→ **What needs to be done**: Only the lines from the line containing "pub mod payout_messages;" to the end of the entries should be repeated, exactly as they appear.

→ **Task input**:
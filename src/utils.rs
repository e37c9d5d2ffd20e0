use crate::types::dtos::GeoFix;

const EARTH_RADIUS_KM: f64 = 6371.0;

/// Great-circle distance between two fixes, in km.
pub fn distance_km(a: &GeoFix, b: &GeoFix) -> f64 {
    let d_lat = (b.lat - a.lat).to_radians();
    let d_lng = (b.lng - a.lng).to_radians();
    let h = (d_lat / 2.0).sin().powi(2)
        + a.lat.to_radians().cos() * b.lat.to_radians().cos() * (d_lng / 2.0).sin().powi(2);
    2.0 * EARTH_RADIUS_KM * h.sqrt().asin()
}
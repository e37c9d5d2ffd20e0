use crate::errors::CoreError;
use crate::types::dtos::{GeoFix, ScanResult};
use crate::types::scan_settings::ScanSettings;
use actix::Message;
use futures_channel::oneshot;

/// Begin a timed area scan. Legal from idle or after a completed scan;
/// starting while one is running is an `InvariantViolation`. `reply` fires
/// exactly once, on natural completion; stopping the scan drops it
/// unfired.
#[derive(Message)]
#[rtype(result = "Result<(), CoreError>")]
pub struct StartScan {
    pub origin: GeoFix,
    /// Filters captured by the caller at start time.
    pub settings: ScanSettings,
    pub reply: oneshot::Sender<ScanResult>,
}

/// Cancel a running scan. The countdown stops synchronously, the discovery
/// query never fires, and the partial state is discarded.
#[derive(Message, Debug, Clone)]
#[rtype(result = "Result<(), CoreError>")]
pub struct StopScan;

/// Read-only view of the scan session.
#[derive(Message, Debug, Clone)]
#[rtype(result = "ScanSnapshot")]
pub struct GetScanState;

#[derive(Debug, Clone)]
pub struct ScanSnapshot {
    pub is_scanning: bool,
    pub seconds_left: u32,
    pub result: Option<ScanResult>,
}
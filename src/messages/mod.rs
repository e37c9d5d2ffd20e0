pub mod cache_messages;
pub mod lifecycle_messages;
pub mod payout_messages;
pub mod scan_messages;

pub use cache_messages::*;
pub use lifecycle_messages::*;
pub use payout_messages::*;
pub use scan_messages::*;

→ **Result of the exercise**:
pub mod payout_messages;
pub mod scan_messages;

pub use cache_messages::*;
pub use lifecycle_messages::*;
pub use payout_messages::*;
pub use scan_messages::*;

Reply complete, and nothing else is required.